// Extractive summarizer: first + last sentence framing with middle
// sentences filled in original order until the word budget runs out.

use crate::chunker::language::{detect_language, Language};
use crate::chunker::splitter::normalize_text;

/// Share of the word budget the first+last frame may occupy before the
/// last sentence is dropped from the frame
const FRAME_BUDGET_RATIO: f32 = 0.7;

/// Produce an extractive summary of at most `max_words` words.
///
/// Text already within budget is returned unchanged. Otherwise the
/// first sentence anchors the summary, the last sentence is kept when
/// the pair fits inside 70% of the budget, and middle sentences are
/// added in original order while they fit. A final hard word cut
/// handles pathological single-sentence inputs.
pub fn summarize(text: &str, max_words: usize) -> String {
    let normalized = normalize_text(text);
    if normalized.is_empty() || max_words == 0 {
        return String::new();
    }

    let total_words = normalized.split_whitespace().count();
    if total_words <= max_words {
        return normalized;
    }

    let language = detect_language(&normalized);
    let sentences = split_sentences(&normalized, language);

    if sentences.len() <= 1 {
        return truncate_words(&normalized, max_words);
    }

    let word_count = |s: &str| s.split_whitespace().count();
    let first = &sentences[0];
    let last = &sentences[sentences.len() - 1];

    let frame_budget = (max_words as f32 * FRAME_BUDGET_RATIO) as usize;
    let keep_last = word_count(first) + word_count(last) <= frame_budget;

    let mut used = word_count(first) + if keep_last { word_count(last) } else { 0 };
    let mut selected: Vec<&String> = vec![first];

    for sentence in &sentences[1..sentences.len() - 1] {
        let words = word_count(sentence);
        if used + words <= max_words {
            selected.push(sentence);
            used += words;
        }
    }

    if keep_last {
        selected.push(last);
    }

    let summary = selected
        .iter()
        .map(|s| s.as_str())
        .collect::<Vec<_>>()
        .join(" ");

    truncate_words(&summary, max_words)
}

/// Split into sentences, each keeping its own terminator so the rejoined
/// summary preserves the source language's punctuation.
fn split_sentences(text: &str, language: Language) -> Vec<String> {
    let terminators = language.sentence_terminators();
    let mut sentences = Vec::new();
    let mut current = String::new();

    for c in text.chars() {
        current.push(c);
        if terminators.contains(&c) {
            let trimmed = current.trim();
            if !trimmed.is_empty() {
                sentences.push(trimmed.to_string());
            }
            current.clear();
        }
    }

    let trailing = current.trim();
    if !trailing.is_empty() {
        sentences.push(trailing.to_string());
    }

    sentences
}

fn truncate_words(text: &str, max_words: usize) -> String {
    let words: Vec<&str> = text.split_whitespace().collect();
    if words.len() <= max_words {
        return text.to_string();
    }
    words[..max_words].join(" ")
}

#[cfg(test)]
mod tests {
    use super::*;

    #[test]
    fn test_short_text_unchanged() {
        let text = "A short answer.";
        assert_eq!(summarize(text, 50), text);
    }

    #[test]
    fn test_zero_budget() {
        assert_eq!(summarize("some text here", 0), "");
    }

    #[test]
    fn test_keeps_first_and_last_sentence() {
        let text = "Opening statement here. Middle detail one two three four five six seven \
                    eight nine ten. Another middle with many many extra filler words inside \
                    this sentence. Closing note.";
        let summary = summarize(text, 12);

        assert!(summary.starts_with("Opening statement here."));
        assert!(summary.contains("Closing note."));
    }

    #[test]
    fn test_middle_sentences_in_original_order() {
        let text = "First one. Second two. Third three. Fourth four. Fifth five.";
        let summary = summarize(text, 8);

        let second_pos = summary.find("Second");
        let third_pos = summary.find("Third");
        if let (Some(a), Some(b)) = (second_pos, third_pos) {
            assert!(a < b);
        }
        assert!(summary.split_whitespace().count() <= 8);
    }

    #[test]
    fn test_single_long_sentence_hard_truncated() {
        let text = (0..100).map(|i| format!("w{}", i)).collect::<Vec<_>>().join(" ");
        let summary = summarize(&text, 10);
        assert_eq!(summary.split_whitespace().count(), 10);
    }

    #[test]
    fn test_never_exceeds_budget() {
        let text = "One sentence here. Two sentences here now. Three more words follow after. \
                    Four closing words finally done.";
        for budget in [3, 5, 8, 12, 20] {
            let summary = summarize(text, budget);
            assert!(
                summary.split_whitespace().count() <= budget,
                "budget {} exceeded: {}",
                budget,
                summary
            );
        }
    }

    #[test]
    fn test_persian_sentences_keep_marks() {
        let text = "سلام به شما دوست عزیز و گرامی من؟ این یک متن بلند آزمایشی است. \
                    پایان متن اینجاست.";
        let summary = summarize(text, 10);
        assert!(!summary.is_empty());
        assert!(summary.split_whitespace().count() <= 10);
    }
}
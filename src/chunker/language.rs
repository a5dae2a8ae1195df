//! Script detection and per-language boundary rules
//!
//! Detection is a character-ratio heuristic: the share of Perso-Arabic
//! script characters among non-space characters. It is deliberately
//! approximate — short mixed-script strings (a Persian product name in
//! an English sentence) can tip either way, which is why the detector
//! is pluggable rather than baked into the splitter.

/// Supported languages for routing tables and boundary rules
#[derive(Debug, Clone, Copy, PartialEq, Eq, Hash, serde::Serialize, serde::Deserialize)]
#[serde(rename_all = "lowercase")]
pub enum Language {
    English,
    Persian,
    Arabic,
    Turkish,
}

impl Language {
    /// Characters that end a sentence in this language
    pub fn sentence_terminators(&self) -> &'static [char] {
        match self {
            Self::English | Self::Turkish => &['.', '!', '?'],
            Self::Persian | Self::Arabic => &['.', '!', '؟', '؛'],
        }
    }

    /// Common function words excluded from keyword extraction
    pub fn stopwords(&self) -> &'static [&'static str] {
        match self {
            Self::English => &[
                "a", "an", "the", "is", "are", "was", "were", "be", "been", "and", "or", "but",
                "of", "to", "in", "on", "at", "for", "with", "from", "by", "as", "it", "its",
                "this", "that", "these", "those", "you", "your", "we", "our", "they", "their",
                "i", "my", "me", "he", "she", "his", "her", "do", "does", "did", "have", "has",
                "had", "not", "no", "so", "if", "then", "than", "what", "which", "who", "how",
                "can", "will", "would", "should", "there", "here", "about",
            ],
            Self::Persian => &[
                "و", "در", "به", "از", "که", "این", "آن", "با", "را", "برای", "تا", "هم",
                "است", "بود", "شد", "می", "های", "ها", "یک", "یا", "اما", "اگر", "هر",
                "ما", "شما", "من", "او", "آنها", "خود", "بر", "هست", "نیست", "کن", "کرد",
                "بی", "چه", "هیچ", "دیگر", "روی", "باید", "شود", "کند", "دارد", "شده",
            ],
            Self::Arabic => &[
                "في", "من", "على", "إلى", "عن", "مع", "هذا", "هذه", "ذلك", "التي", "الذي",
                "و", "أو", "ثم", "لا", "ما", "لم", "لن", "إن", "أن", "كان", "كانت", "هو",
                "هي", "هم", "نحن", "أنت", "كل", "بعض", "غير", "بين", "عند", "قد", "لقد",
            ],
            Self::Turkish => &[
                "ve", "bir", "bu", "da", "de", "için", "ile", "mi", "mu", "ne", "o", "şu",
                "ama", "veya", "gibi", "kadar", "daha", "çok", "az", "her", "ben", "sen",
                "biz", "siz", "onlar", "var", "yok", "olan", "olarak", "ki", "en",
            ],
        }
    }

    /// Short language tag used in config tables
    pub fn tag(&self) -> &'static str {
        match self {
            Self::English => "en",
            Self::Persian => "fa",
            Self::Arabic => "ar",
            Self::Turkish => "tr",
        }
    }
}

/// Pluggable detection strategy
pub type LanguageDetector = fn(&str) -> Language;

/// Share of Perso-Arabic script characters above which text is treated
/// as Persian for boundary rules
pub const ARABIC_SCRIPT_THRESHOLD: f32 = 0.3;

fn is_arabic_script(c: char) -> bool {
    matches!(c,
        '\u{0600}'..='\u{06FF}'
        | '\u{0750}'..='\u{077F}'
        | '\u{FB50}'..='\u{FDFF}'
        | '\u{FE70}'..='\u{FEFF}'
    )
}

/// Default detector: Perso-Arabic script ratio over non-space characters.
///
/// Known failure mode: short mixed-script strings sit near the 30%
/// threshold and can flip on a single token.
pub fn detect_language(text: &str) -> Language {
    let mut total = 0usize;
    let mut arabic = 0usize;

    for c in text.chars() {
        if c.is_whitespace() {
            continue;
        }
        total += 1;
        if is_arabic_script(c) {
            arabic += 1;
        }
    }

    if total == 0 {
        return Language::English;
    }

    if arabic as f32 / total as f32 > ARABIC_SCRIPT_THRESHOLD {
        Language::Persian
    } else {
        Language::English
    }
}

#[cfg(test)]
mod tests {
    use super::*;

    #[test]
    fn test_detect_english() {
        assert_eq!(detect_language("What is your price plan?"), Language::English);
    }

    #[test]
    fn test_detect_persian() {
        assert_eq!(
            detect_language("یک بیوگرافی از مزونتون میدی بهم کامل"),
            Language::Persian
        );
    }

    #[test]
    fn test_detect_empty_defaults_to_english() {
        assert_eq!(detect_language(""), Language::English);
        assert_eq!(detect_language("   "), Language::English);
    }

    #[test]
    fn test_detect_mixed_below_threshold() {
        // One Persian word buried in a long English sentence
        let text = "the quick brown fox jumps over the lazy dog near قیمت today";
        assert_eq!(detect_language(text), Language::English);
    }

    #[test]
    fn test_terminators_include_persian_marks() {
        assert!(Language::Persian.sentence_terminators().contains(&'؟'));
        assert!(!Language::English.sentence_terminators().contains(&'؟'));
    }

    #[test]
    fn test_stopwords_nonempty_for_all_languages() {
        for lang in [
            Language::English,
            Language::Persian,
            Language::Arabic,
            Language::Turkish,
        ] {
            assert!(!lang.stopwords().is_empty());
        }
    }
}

***

*PROBLEM DETAILS:* From the first line of the data above to the line containing "let mut selected: Vec<&String>", repeat everything exactly and add nothing.

*SOLUTION TO THE EXERCISE:*
// Extractive summarizer: first + last sentence framing with middle
// sentences filled in original order until the word budget runs out.

use crate::chunker::language::{detect_language, Language};
use crate::chunker::splitter::normalize_text;

/// Share of the word budget the first+last frame may occupy before the
/// last sentence is dropped from the frame
const FRAME_BUDGET_RATIO: f32 = 0.7;

/// Produce an extractive summary of at most `max_words` words.
///
/// Text already within budget is returned unchanged. Otherwise the
/// first sentence anchors the summary, the last sentence is kept when
/// the pair fits inside 70% of the budget, and middle sentences are
/// added in original order while they fit. A final hard word cut
/// handles pathological single-sentence inputs.
pub fn summarize(text: &str, max_words: usize) -> String {
    let normalized = normalize_text(text);
    if normalized.is_empty() || max_words == 0 {
        return String::new();
    }

    let total_words = normalized.split_whitespace().count();
    if total_words <= max_words {
        return normalized;
    }

    let language = detect_language(&normalized);
    let sentences = split_sentences(&normalized, language);

    if sentences.len() <= 1 {
        return truncate_words(&normalized, max_words);
    }

    let word_count = |s: &str| s.split_whitespace().count();
    let first = &sentences[0];
    let last = &sentences[sentences.len() - 1];

    let frame_budget = (max_words as f32 * FRAME_BUDGET_RATIO) as usize;
    let keep_last = word_count(first) + word_count(last) <= frame_budget;

    let mut used = word_count(first) + if keep_last { word_count(last) } else { 0 };
    let mut selected: Vec<&String> = vec![first];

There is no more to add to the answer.